TASK PROMPT → Lines from the records below that contain the word "SeqCst" are to be copied out.

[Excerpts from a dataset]
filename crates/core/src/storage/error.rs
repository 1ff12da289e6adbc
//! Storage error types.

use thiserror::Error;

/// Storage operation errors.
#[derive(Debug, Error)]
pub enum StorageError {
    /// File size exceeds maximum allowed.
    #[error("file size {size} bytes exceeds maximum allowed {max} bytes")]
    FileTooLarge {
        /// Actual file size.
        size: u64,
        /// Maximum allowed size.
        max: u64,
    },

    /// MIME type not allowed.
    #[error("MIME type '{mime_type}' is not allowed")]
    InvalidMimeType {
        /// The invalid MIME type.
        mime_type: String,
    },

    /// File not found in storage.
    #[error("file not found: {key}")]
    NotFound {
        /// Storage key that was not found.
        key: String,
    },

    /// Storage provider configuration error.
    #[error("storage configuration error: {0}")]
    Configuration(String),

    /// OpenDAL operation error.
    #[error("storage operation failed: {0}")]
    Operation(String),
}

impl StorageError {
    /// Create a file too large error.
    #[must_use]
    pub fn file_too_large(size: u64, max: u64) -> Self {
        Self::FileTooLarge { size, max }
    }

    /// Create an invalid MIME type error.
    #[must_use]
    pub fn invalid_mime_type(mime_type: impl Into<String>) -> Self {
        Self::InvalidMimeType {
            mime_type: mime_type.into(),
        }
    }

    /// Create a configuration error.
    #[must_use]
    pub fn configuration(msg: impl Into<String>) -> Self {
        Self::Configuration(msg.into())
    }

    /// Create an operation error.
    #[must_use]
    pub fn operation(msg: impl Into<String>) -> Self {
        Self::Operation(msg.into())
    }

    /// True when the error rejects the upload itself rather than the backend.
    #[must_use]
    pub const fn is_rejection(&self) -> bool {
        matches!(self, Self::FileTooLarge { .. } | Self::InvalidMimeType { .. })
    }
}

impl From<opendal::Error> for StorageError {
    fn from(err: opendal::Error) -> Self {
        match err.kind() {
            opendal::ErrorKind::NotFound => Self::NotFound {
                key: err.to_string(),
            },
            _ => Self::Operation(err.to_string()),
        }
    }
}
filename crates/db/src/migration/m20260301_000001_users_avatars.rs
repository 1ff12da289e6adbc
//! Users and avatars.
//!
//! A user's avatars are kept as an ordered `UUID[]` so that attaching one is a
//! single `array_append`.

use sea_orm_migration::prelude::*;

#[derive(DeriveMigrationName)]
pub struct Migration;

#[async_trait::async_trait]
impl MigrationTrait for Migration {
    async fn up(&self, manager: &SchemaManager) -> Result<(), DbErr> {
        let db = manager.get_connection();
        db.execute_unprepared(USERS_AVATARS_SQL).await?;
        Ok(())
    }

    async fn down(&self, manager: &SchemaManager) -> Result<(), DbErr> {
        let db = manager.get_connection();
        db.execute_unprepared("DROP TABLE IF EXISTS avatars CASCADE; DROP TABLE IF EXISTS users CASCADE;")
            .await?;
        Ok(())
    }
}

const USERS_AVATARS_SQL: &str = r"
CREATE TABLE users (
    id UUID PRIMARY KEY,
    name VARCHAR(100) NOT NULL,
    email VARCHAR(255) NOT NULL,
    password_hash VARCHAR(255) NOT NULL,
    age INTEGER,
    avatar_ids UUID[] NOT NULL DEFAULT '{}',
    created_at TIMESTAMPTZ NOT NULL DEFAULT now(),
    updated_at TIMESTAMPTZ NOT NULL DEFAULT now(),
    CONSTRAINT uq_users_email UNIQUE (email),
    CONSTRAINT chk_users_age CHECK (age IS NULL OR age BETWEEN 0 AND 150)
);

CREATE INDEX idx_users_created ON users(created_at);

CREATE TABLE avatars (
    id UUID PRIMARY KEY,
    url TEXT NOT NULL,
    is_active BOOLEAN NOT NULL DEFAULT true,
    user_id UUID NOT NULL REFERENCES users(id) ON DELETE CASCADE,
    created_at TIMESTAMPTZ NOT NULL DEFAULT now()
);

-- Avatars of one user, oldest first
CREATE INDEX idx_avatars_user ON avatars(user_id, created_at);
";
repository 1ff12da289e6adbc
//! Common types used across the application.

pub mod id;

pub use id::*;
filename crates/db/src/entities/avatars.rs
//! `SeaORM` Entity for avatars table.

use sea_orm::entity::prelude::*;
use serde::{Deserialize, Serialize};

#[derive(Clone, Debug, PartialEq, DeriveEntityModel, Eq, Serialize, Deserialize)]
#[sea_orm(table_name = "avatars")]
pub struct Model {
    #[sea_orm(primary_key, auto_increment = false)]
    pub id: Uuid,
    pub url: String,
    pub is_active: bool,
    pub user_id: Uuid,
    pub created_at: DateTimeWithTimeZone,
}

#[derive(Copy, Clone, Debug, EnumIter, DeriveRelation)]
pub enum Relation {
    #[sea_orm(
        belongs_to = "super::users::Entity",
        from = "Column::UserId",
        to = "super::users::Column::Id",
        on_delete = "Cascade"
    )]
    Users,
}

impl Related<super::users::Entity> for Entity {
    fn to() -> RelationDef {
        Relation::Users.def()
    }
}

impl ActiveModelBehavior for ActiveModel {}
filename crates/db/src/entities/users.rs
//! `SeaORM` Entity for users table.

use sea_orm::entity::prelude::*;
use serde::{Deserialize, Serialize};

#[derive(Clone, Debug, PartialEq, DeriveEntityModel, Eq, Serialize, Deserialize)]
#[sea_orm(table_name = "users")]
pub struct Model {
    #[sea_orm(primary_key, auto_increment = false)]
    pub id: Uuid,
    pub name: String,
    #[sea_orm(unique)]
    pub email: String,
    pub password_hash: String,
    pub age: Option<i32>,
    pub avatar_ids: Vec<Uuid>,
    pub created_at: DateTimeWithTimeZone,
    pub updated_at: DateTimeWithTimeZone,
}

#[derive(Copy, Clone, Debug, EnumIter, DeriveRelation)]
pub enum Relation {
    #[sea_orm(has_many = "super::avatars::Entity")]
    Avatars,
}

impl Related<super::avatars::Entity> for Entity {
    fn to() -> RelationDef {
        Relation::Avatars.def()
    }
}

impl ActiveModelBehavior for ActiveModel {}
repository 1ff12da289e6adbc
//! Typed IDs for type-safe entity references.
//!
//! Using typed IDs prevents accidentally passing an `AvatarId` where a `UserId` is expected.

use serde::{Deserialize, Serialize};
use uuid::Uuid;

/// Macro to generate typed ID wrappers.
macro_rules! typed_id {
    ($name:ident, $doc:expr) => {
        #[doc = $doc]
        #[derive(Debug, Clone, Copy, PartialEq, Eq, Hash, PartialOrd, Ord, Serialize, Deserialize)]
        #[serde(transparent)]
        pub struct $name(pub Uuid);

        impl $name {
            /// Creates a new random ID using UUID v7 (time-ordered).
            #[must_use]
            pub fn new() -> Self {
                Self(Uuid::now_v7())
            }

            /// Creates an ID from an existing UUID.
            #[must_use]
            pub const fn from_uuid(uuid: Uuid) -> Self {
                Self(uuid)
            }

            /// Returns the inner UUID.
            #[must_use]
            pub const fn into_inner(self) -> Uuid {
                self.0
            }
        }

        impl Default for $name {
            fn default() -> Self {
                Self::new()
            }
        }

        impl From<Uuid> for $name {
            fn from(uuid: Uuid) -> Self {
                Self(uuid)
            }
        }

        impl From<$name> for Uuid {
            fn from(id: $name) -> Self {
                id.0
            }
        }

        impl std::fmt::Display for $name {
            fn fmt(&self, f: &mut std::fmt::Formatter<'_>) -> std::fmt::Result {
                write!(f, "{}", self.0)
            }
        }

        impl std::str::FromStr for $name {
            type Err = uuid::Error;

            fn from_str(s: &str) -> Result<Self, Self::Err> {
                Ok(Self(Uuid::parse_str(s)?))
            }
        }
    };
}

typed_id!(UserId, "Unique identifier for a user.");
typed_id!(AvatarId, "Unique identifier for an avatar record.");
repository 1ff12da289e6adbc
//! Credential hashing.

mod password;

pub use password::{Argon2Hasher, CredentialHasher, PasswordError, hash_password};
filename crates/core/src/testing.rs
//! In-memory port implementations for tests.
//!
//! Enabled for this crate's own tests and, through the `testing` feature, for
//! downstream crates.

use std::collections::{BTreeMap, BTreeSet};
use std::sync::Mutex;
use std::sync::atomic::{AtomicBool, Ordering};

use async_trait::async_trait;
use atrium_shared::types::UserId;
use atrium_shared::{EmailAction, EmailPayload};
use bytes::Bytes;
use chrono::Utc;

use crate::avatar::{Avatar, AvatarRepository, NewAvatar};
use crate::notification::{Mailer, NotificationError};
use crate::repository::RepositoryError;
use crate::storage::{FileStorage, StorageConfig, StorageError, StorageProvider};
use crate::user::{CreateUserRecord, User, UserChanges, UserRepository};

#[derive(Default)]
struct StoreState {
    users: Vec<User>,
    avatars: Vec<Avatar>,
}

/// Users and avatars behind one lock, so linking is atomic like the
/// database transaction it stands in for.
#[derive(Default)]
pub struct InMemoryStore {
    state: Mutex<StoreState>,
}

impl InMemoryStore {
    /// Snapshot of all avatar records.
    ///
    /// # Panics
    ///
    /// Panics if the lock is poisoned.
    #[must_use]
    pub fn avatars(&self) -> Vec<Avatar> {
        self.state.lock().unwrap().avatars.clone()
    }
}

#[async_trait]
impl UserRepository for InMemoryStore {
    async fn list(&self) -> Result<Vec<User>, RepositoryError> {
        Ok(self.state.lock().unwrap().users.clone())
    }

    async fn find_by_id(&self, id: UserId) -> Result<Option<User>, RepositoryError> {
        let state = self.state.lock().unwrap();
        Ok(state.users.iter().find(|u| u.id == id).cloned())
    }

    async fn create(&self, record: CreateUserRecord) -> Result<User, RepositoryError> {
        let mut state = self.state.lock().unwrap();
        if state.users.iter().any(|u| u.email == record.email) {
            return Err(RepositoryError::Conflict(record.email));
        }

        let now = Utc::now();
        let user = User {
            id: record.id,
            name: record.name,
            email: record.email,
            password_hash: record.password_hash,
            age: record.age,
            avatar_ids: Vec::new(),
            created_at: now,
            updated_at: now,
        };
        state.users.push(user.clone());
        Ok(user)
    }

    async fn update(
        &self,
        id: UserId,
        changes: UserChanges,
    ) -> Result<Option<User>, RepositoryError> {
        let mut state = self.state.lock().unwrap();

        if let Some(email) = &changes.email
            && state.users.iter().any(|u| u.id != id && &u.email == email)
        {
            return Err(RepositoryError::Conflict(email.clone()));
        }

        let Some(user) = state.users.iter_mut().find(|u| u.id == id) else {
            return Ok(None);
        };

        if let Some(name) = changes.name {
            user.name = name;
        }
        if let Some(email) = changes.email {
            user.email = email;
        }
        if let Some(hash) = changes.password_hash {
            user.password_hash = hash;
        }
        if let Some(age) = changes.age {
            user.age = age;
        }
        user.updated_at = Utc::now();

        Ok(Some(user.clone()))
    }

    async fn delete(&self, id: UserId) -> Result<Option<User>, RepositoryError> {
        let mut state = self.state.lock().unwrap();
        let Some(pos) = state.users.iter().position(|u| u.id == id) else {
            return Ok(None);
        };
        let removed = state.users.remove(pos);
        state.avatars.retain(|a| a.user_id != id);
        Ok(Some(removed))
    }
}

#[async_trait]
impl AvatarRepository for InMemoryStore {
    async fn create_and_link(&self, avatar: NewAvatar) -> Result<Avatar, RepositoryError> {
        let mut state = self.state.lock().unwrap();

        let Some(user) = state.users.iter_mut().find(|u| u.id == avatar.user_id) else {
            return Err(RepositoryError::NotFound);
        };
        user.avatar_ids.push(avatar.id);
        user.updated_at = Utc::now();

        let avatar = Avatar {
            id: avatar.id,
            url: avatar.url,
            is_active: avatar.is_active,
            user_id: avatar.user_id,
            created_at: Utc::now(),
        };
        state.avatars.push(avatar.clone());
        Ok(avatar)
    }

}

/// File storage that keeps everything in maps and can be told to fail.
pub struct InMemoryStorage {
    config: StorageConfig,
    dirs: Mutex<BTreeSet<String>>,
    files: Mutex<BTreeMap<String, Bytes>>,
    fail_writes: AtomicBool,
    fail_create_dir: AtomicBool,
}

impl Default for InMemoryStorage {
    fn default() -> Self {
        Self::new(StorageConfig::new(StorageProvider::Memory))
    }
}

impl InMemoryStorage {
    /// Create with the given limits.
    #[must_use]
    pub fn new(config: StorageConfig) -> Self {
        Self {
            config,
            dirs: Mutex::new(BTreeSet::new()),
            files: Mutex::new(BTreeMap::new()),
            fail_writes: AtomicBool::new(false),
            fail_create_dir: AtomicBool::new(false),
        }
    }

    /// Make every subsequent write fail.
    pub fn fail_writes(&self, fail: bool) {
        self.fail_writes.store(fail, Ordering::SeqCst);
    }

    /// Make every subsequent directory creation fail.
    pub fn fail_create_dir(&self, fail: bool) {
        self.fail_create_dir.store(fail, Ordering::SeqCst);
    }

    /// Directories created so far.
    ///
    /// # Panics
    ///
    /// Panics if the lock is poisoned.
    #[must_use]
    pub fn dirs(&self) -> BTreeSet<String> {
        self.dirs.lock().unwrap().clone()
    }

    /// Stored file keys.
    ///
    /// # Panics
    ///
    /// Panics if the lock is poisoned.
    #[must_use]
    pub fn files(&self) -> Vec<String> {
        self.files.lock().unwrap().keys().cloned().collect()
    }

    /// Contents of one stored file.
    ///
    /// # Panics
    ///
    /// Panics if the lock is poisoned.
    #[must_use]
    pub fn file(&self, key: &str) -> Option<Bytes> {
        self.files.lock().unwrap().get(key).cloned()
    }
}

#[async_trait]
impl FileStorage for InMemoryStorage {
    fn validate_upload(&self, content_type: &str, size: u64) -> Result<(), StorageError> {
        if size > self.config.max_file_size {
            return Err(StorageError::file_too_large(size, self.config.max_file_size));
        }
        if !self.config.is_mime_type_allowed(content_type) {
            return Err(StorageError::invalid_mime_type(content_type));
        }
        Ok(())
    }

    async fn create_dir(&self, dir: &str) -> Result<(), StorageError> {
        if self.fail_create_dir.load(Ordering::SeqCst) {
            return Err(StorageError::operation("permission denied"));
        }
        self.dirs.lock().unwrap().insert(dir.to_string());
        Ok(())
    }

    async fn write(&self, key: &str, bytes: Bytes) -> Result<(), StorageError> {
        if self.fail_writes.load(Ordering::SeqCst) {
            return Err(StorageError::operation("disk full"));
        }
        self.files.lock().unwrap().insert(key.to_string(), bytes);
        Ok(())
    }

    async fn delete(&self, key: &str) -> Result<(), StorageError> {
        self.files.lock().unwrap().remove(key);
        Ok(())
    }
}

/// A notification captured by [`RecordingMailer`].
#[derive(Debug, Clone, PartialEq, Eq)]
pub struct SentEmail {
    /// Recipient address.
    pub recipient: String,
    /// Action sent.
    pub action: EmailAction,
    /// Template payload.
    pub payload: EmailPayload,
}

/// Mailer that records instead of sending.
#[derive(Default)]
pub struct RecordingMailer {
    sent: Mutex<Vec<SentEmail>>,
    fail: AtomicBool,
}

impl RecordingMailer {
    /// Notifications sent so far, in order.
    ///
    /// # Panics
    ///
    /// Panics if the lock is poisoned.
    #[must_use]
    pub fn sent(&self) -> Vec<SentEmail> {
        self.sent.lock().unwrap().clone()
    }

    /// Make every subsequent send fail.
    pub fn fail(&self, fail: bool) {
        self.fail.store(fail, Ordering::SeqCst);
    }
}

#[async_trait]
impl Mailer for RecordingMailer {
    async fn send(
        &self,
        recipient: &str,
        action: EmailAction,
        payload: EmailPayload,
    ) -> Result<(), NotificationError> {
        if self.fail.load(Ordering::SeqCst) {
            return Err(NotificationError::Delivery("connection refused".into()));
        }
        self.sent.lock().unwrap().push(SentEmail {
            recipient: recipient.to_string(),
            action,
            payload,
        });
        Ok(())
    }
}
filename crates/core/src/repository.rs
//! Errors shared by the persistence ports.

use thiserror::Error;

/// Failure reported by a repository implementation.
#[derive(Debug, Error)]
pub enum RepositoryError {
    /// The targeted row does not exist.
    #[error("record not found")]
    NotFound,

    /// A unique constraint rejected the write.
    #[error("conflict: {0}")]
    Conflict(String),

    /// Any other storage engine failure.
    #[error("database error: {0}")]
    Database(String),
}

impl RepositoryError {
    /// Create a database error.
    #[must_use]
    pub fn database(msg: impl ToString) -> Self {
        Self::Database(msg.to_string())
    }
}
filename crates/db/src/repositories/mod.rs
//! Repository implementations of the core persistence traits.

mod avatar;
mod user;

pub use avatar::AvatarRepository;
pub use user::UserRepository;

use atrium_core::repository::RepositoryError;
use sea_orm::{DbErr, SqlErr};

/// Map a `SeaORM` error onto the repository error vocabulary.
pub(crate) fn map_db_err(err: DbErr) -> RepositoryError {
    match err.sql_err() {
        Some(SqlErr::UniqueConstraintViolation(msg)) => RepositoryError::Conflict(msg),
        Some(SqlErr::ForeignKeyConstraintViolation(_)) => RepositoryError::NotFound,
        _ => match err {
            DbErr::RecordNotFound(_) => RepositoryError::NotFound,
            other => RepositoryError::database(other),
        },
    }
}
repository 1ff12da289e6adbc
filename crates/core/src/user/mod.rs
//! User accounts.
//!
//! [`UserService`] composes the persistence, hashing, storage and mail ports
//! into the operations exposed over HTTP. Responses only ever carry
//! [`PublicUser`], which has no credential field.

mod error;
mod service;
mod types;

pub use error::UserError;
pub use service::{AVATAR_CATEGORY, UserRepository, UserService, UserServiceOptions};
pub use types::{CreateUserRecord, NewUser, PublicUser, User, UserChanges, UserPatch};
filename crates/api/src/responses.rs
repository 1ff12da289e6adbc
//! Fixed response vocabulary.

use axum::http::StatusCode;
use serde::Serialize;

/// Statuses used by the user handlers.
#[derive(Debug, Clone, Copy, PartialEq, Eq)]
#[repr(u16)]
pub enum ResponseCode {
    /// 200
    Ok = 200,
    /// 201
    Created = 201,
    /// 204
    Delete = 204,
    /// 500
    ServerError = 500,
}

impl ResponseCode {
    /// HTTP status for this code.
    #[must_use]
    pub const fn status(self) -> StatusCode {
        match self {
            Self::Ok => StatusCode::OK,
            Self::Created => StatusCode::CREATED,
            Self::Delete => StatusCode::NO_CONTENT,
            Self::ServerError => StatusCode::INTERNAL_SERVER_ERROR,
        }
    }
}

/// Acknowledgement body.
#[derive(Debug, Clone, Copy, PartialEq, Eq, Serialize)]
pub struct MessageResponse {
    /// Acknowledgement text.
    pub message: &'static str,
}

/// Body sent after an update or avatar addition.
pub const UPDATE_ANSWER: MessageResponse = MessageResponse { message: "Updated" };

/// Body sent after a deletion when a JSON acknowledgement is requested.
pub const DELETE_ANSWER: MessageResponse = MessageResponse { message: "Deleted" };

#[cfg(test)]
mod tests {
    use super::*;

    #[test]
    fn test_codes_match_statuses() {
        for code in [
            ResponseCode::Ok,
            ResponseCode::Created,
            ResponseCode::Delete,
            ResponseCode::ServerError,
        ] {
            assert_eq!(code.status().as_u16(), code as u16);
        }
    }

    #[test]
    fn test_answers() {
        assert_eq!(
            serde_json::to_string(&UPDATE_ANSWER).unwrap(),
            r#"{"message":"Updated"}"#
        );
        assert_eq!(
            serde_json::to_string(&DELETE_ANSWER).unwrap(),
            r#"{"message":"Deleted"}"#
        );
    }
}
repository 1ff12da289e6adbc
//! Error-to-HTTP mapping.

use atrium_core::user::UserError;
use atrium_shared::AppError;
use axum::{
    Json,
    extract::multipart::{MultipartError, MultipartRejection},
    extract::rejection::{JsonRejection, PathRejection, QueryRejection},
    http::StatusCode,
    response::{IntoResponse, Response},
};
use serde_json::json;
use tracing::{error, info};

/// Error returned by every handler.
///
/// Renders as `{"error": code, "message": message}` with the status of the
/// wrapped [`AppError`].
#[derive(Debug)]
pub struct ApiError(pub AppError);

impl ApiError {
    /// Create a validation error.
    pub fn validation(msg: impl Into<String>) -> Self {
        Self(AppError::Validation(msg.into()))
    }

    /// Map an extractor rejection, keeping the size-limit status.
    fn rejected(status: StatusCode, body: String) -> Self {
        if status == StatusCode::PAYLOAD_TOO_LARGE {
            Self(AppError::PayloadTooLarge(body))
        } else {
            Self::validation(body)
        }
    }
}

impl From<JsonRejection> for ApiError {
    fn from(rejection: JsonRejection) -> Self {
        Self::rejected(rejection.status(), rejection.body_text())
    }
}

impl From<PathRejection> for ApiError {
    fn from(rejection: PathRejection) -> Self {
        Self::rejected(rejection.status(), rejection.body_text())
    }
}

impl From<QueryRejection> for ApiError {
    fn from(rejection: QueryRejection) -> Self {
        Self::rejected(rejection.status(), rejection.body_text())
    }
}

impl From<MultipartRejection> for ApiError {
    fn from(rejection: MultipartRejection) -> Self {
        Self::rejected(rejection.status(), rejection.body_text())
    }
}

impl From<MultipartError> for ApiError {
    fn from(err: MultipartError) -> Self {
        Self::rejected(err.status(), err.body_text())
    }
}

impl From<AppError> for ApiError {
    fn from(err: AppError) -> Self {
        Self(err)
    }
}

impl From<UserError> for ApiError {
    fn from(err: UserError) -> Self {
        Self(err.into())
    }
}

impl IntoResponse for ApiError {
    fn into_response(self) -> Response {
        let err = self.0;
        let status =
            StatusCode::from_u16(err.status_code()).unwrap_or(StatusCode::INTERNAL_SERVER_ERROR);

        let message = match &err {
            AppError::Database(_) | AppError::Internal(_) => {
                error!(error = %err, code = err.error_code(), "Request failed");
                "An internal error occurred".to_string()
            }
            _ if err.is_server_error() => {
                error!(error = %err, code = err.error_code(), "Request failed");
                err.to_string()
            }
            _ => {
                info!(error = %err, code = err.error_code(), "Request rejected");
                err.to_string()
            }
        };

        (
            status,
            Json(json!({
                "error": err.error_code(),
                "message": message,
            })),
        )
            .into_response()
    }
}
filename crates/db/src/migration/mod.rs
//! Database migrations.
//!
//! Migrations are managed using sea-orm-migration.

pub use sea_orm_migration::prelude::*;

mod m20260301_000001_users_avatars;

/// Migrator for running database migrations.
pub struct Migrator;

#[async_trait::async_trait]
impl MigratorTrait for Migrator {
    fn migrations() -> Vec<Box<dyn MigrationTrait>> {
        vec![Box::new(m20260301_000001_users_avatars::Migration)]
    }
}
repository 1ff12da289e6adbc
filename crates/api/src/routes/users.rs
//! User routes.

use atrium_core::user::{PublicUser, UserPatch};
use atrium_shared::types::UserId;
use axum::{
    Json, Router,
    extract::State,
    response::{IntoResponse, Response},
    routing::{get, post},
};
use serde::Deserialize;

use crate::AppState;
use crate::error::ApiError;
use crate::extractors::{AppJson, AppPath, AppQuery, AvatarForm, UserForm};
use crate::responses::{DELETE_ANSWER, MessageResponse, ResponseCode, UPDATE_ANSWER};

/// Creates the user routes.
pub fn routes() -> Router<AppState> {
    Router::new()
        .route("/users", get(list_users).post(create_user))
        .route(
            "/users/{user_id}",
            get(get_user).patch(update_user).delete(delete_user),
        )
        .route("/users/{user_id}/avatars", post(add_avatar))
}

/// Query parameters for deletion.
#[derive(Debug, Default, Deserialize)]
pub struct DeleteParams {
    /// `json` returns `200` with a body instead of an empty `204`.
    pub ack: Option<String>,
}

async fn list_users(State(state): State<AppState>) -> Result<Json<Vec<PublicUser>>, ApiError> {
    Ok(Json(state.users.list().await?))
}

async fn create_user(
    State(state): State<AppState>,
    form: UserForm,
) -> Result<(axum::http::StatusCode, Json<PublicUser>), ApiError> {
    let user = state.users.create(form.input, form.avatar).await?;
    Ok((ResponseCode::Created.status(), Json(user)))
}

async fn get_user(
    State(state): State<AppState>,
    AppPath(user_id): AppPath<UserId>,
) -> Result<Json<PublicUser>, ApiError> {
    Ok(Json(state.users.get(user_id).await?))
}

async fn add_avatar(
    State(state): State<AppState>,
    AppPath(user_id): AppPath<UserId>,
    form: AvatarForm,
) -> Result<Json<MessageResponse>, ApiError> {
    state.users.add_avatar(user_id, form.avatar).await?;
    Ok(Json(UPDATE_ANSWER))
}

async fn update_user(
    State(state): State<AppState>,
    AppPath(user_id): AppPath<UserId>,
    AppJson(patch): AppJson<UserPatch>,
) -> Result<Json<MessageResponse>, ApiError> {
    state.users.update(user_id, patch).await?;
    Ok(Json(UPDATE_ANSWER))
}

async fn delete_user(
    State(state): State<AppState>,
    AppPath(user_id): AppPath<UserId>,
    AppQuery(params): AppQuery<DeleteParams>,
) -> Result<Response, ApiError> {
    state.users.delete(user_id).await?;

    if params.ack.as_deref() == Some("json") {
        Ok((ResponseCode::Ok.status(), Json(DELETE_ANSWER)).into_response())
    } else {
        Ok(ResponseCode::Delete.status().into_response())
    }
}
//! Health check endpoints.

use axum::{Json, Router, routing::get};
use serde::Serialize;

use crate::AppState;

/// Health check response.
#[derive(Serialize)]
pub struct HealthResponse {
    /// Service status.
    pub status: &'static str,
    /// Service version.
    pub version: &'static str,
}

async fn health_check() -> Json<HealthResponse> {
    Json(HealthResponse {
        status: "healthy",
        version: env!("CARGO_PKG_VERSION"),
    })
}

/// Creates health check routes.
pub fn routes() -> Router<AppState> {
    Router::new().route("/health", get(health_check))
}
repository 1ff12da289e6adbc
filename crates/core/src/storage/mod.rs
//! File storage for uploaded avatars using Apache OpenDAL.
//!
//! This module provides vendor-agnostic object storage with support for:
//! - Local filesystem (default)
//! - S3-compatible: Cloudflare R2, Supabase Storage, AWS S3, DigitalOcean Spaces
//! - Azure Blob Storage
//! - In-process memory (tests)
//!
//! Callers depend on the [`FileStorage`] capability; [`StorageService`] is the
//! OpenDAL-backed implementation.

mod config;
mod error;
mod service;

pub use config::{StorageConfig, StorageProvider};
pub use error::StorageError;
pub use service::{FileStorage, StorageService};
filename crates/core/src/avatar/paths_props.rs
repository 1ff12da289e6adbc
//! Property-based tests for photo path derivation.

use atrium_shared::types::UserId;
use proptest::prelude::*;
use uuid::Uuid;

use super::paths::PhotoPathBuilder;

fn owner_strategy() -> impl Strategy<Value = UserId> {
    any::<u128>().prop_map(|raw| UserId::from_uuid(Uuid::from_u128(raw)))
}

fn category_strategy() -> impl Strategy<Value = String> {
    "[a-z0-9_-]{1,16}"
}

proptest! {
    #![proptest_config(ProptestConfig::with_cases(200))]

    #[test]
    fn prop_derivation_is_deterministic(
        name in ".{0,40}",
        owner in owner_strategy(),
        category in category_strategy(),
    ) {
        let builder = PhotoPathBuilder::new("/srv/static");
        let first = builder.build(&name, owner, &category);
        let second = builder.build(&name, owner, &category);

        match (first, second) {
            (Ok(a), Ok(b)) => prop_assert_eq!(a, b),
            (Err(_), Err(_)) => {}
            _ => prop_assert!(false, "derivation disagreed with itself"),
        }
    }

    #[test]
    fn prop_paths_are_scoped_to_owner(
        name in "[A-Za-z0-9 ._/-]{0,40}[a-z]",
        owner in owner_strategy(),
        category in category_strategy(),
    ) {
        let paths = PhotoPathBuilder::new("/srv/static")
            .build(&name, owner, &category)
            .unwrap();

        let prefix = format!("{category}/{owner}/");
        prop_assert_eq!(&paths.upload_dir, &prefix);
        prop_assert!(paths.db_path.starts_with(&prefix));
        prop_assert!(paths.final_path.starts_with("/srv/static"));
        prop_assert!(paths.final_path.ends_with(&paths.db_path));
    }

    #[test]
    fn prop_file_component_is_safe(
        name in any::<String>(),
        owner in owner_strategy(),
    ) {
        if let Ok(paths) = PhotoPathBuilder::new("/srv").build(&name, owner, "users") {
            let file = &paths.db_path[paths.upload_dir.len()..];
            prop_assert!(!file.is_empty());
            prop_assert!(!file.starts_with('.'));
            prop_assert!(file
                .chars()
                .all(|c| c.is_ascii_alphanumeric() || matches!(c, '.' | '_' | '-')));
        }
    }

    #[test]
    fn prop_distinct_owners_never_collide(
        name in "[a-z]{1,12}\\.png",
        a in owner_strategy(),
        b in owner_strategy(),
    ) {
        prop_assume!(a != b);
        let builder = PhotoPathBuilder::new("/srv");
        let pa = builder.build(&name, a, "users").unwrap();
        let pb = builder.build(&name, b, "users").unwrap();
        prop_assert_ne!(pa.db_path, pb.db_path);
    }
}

WRITTEN RESPONSE →
        self.fail_writes.store(fail, Ordering::SeqCst);
        self.fail_create_dir.store(fail, Ordering::SeqCst);
        if self.fail_create_dir.load(Ordering::SeqCst) {
        if self.fail_writes.load(Ordering::SeqCst) {
        self.fail.store(fail, Ordering::SeqCst);
        if self.fail.load(Ordering::SeqCst) {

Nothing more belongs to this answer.